When counting, include every line of the data that holds "Option", then state the total alone.

Dataset entries
*** Begin section ***
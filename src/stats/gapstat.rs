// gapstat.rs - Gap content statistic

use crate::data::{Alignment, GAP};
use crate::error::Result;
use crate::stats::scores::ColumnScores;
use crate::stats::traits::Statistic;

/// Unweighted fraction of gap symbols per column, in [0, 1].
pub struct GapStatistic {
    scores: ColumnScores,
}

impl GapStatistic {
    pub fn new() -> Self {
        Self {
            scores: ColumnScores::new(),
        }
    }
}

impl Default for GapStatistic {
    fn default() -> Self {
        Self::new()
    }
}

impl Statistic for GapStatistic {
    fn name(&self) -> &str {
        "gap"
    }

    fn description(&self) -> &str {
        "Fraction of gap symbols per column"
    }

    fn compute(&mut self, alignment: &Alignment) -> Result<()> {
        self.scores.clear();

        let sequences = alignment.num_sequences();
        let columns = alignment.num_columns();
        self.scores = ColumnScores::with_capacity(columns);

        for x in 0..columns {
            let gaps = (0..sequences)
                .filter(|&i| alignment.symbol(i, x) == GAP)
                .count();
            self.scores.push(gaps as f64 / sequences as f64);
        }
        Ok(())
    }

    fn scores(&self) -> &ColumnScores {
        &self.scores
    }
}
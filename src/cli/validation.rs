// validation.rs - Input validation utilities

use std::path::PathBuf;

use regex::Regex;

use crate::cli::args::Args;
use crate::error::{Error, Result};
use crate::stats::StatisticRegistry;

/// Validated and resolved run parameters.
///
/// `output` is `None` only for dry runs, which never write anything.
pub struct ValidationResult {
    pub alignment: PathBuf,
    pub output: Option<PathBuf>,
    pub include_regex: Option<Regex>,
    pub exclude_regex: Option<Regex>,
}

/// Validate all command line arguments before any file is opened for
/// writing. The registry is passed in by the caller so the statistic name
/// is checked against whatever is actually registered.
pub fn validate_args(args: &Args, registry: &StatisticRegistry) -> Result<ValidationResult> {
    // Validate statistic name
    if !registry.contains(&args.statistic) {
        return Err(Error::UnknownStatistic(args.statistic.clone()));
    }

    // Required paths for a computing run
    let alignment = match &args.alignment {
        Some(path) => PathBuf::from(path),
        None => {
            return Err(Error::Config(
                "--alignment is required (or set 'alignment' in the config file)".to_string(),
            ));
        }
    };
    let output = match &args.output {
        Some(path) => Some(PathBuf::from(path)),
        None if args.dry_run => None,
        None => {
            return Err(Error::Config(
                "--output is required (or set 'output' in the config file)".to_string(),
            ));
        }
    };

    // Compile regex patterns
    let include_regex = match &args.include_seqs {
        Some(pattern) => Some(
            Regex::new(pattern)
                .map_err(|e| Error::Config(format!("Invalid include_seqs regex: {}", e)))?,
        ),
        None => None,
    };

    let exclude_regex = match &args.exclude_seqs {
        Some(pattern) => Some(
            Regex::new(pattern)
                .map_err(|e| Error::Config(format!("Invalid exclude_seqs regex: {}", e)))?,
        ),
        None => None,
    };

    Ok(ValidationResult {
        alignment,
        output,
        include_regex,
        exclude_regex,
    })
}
*** End section ***
* Answer section *
3